FSB Speeds

iDunnoiDunno Dallas, Tejas
edited December 2003 in Hardware
Hi i have a question on the FSB, please help me i am a newbie.
Ok
On the amd barton cpu it says 333mhz fsb, but does this mean the cpu multiplier uses this speed to calcuate the speed of the processor?
like 333mhz times 6?

I dont understand this and all the FSB speeds on motherboards and such.

please direct me to some guides or explain this to me please.
cuz sometimes on processor it says like 333mhz and some motherboards only support like a 166mhz times 12.5... why would i buy a 333mhz fsb processor if you only use 166mhz?

im sorry if im too newbie
thanks

Comments

  • ThraxThrax 🐌 Austin, TX Icrontian
    edited December 2003
    166MHz is 333MHz.

    166MHz x 2 for the way DDR handles calculations = 333.

    Which is why a 200MHz FSB Athlon uses DDR400, and why 133MHz FSB Athlons use DDR266, etcetera.

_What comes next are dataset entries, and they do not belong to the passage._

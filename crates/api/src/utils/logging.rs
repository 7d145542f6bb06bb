//! Tracing setup and per-request logging

use std::time::{Duration, Instant};

use axum::extract::Request;
use axum::middleware::Next;
use axum::response::Response;
use clinicdesk_domain::LoggingConfig;
use tracing::{info, warn};
use tracing_subscriber::EnvFilter;

/// Install the global subscriber.
///
/// `RUST_LOG` wins over the configured level. Calling this twice is harmless;
/// the second install is ignored.
pub fn init_tracing(config: &LoggingConfig) {
    let filter =
        EnvFilter::try_from_default_env().unwrap_or_else(|_| EnvFilter::new(&config.level));

    let builder = tracing_subscriber::fmt().with_env_filter(filter).with_target(false);
    let installed =
        if config.json { builder.json().try_init() } else { builder.try_init() };

    if installed.is_err() {
        warn!("tracing subscriber already installed");
    }
}

/// Log the outcome of one request with structured fields.
///
/// Server errors log at `warn`; everything else at `info`.
#[inline]
pub fn log_request(method: &str, path: &str, status: u16, elapsed: Duration) {
    let duration_ms = u64::try_from(elapsed.as_millis()).unwrap_or(u64::MAX);

    if status >= 500 {
        warn!(method, path, status, duration_ms, "request_failed");
    } else {
        info!(method, path, status, duration_ms, "request_completed");
    }
}

/// Middleware for `axum::middleware::from_fn`.
pub async fn request_logging(request: Request, next: Next) -> Response {
    let method = request.method().to_string();
    let path = request.uri().path().to_string();
    let start = Instant::now();

    let response = next.run(request).await;

    log_request(&method, &path, response.status().as_u16(), start.elapsed());
    response
}
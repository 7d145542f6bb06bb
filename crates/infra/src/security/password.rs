//! Argon2 password hashing
//!
//! Credentials are stored as PHC strings (`$argon2id$v=19$...`), so the salt
//! and parameters travel with the hash. Hashing runs on the blocking pool.

use argon2::password_hash::rand_core::OsRng;
use argon2::password_hash::{PasswordHash, PasswordHasher, PasswordVerifier, SaltString};
use argon2::Argon2;
use async_trait::async_trait;
use clinicdesk_core::CredentialHasher;
use clinicdesk_domain::{ClinicError, Result};

use crate::errors::map_join_error;

/// `CredentialHasher` backed by Argon2id with default parameters
#[derive(Default, Clone)]
pub struct Argon2CredentialHasher {
    argon2: Argon2<'static>,
}

impl Argon2CredentialHasher {
    pub fn new() -> Self {
        Self::default()
    }

    fn hash_blocking(argon2: &Argon2<'static>, password: &str) -> Result<String> {
        let salt = SaltString::generate(OsRng);
        argon2
            .hash_password(password.as_bytes(), &salt)
            .map(|hash| hash.to_string())
            .map_err(|e| ClinicError::Internal(format!("Password hashing failed: {e}")))
    }

    /// Malformed stored credentials never match.
    fn verify_blocking(argon2: &Argon2<'static>, password: &str, credential: &str) -> Result<bool> {
        let Ok(parsed) = PasswordHash::new(credential) else {
            return Ok(false);
        };
        match argon2.verify_password(password.as_bytes(), &parsed) {
            Ok(()) => Ok(true),
            Err(argon2::password_hash::Error::Password) => Ok(false),
            Err(e) => Err(ClinicError::Internal(format!("Password verification failed: {e}"))),
        }
    }
}

#[async_trait]
impl CredentialHasher for Argon2CredentialHasher {
    async fn hash(&self, password: &str) -> Result<String> {
        let argon2 = self.argon2.clone();
        let password = password.to_owned();
        tokio::task::spawn_blocking(move || Self::hash_blocking(&argon2, &password))
            .await
            .map_err(map_join_error)?
    }

    async fn verify(&self, password: &str, credential: &str) -> Result<bool> {
        let argon2 = self.argon2.clone();
        let password = password.to_owned();
        let credential = credential.to_owned();
        tokio::task::spawn_blocking(move || Self::verify_blocking(&argon2, &password, &credential))
            .await
            .map_err(map_join_error)?
    }
}

#[cfg(test)]
mod tests {
    use super::*;

    #[tokio::test]
    async fn hash_is_salted_phc_string() {
        let hasher = Argon2CredentialHasher::new();

        let first = hasher.hash("secret").await.unwrap();
        let second = hasher.hash("secret").await.unwrap();

        assert!(first.starts_with("$argon2id$"));
        assert_ne!(first, second);
        assert!(!first.contains("secret"));
    }

    #[tokio::test]
    async fn verify_accepts_only_the_original_password() {
        let hasher = Argon2CredentialHasher::new();
        let credential = hasher.hash("secret").await.unwrap();

        assert!(hasher.verify("secret", &credential).await.unwrap());
        assert!(!hasher.verify("Secret", &credential).await.unwrap());
        assert!(!hasher.verify("", &credential).await.unwrap());
    }

    #[tokio::test]
    async fn plaintext_credentials_never_match() {
        let hasher = Argon2CredentialHasher::new();
        assert!(!hasher.verify("secret", "secret").await.unwrap());
    }

    #[tokio::test(flavor = "current_thread")]
    async fn hashing_leaves_the_runtime_free() {
        let hasher = Argon2CredentialHasher::new();
        let ticker = tokio::spawn(async { tokio::task::yield_now().await });

        let credential = hasher.hash("secret").await.unwrap();

        ticker.await.unwrap();
        assert!(hasher.verify("secret", &credential).await.unwrap());
    }
}
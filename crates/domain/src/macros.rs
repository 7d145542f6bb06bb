//! Macro for implementing Display and FromStr for status enums
//!
//! Status values travel as lowercase strings (JSON bodies, SQLite columns),
//! so every status enum needs the same pair of conversions.
//!
//! # Example
//!
//! ```rust
//! use clinicdesk_domain::impl_domain_status_conversions;
//!
//! #[derive(Debug, Clone, Copy, PartialEq, Eq)]
//! pub enum VisitStatus {
//!     Booked,
//!     Attended,
//! }
//!
//! impl_domain_status_conversions!(VisitStatus {
//!     Booked => "booked",
//!     Attended => "attended",
//! });
//!
//! assert_eq!(VisitStatus::Attended.to_string(), "attended");
//! assert_eq!("BOOKED".parse::<VisitStatus>(), Ok(VisitStatus::Booked));
//! ```

/// Implements Display and FromStr traits for status enums
///
/// - Display writes the mapped string
/// - FromStr parses case-insensitively and reports the enum name on failure
#[macro_export]
macro_rules! impl_domain_status_conversions {
    ($enum_name:ident { $($variant:ident => $str:expr),+ $(,)? }) => {
        impl std::fmt::Display for $enum_name {
            fn fmt(&self, f: &mut std::fmt::Formatter<'_>) -> std::fmt::Result {
                match self {
                    $(Self::$variant => write!(f, $str),)+
                }
            }
        }

        impl std::str::FromStr for $enum_name {
            type Err = String;

            fn from_str(s: &str) -> std::result::Result<Self, Self::Err> {
                match s.trim().to_lowercase().as_str() {
                    $($str => Ok(Self::$variant),)+
                    _ => Err(format!("Invalid {}: {}", stringify!($enum_name), s)),
                }
            }
        }
    };
}
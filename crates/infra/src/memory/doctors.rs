//! In-memory doctor store

use async_trait::async_trait;
use clinicdesk_core::DoctorStore;
use clinicdesk_domain::{ClinicError, Doctor, Result};
use parking_lot::RwLock;

use super::Table;

#[derive(Debug, Default)]
pub struct InMemoryDoctorStore {
    table: RwLock<Table<Doctor>>,
}

impl InMemoryDoctorStore {
    pub fn new() -> Self {
        Self::default()
    }
}

fn login_taken(rows: &[Doctor], candidate: &Doctor) -> bool {
    rows.iter().any(|d| d.id != candidate.id && d.login == candidate.login)
}

fn not_found(id: i64) -> ClinicError {
    ClinicError::not_found(format!("doctor {id} not found"))
}

#[async_trait]
impl DoctorStore for InMemoryDoctorStore {
    async fn get(&self, id: i64) -> Result<Doctor> {
        self.table.read().rows.iter().find(|d| d.id == id).cloned().ok_or_else(|| not_found(id))
    }

    async fn get_all(&self) -> Result<Vec<Doctor>> {
        let mut rows = self.table.read().rows.clone();
        rows.sort_by(|a, b| a.name.cmp(&b.name));
        Ok(rows)
    }

    async fn create(&self, mut doctor: Doctor) -> Result<Doctor> {
        let mut table = self.table.write();
        doctor.id = 0;
        if login_taken(&table.rows, &doctor) {
            return Err(ClinicError::Database("unique constraint violation".into()));
        }
        doctor.id = table.allocate_id();
        table.rows.push(doctor.clone());
        Ok(doctor)
    }

    async fn update(&self, doctor: Doctor) -> Result<Doctor> {
        let mut table = self.table.write();
        if login_taken(&table.rows, &doctor) {
            return Err(ClinicError::Database("unique constraint violation".into()));
        }
        let slot = table
            .rows
            .iter_mut()
            .find(|d| d.id == doctor.id)
            .ok_or_else(|| not_found(doctor.id))?;
        *slot = doctor.clone();
        Ok(doctor)
    }

    async fn delete(&self, id: i64) -> Result<()> {
        let mut table = self.table.write();
        let index = table.rows.iter().position(|d| d.id == id).ok_or_else(|| not_found(id))?;
        table.rows.remove(index);
        Ok(())
    }

    async fn get_by_login(&self, login: &str) -> Result<Option<Doctor>> {
        Ok(self.table.read().rows.iter().find(|d| d.login == login).cloned())
    }
}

    It's FSB (Real MHz (133, 166, or 200 for example)) * Multi.

    So 166 x 10 = 1.66GHz, 200 x 10 = 2GHz, etc.
  • iDunnoiDunno Dallas, Tejas
    edited December 2003
    So with my 333mhz barton i would need at least DDR333?
  • Geeky1Geeky1 University of the Pacific (Stockton, CA, USA)
    edited December 2003
    Generally speaking, yes. On an nForce2 board, you could get away with using PC2100 (assuming you have 2 identical sticks)
    , but there isn't any reason to, realistically speaking, unless you already have PC2100 sitting around.